Exercise details:
Using the data below, output the first line and every line after it up to and including the line containing "variants collapse to", exactly as written and with nothing added.

[Saved entries]
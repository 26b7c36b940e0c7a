//! SCALE value to JSON conversion.
//!
//! Byte arrays become `0x` hex strings, integers become decimal strings,
//! `Option` variants collapse to their value or `null`, and single-element
//! tuples are unwrapped. The last rule also flattens one-element sequences,
//! so readers of this JSON must accept a bare item where a list is expected.

use serde_json::{Map, Value as Json};
use subxt::ext::scale_value::{Composite, Primitive, Value, ValueDef};

/// Convert a Composite to a JSON value.
pub fn composite_to_json<T>(composite: &Composite<T>) -> Json {
    match composite {
        Composite::Unnamed(values) => {
            // Looks like a byte array (AccountId, Hash)
            if let Some(hex_str) = try_as_byte_array(values) {
                return Json::String(hex_str);
            }
            // Newtype wrappers
            if values.len() == 1 {
                return value_to_json(&values[0]);
            }
            Json::Array(values.iter().map(value_to_json).collect())
        }
        Composite::Named(fields) => {
            let obj: Map<String, Json> = fields
                .iter()
                .map(|(name, v)| (name.clone(), value_to_json(v)))
                .collect();
            Json::Object(obj)
        }
    }
}

/// Interpret an unnamed composite of 20, 32 or 64 bytes as a hex string.
fn try_as_byte_array<T>(values: &[Value<T>]) -> Option<String> {
    let len = values.len();
    if len != 32 && len != 20 && len != 64 {
        return None;
    }

    let bytes = values
        .iter()
        .map(|value| match &value.value {
            ValueDef::Primitive(Primitive::U128(n)) => u8::try_from(*n).ok(),
            _ => None,
        })
        .collect::<Option<Vec<u8>>>()?;

    Some(format!("0x{}", hex::encode(bytes)))
}

/// Convert a Value to a JSON value.
pub fn value_to_json<T>(value: &Value<T>) -> Json {
    value_def_to_json(&value.value)
}

fn value_def_to_json<T>(value: &ValueDef<T>) -> Json {
    match value {
        ValueDef::Composite(composite) => composite_to_json(composite),
        ValueDef::Variant(variant) => {
            let variant_name = &variant.name;
            let inner = composite_to_json(&variant.values);

            match variant_name.as_str() {
                "None" => Json::Null,
                // `Some(x)` and `MultiAddress::Id(x)` carry their value
                "Some" | "Id" => match inner {
                    Json::Array(mut arr) if arr.len() == 1 => arr.remove(0),
                    other => other,
                },
                _ => {
                    let mut map = Map::new();
                    map.insert(variant_name.clone(), inner);
                    Json::Object(map)
                }
            }
        }
        ValueDef::Primitive(primitive) => primitive_to_json(primitive),
        ValueDef::BitSequence(bits) => Json::String(format!("{:?}", bits)),
    }
}

fn primitive_to_json(primitive: &Primitive) -> Json {
    match primitive {
        Primitive::Bool(b) => Json::Bool(*b),
        Primitive::Char(c) => Json::String(c.to_string()),
        Primitive::String(s) => Json::String(s.clone()),
        Primitive::U128(n) => Json::String(n.to_string()),
        Primitive::I128(n) => Json::String(n.to_string()),
        Primitive::U256(n) => Json::String(format!("{:?}", n)),
        Primitive::I256(n) => Json::String(format!("{:?}", n)),
    }
}

#[cfg(test)]
mod tests {
    use super::*;
    use serde_json::json;

    #[test]
    fn test_account_bytes_become_hex() {
        let account = Value::unnamed_composite((0..32u8).map(|b| Value::u128(b.into())));
        let expected = format!("0x{}", hex::encode((0..32u8).collect::<Vec<_>>()));
        assert_eq!(value_to_json(&account), json!(expected));
    }

    #[test]
    fn test_named_call_arguments() {
        let args = Value::named_composite([
            ("validator_stash", Value::unnamed_composite([Value::u128(7)])),
            ("era", Value::u128(1_234)),
        ]);
        assert_eq!(
            value_to_json(&args),
            json!({"validator_stash": "7", "era": "1234"})
        );
    }

    #[test]
    fn test_option_and_enum_variants() {
        let some = Value::variant("Some", Composite::Unnamed(vec![Value::u128(5)]));
        let none = Value::variant("None", Composite::Unnamed(vec![]));
        let staked = Value::variant("Staked", Composite::Unnamed(vec![]));

        assert_eq!(value_to_json(&some), json!("5"));
        assert_eq!(value_to_json(&none), Json::Null);
        assert_eq!(value_to_json(&staked), json!({"Staked": []}));
    }

    #[test]
    fn test_one_element_sequence_is_flattened() {
        let calls = Value::unnamed_composite([Value::variant(
            "Staking",
            Composite::Unnamed(vec![Value::u128(1)]),
        )]);
        assert_eq!(value_to_json(&calls), json!({"Staking": "1"}));
    }
}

Reply:
repository 26b7c36b940e0c7a
//! SCALE value to JSON conversion.
//!
//! Byte arrays become `0x` hex strings, integers become decimal strings,
//! `Option` variants collapse to their value or `null`, and single-element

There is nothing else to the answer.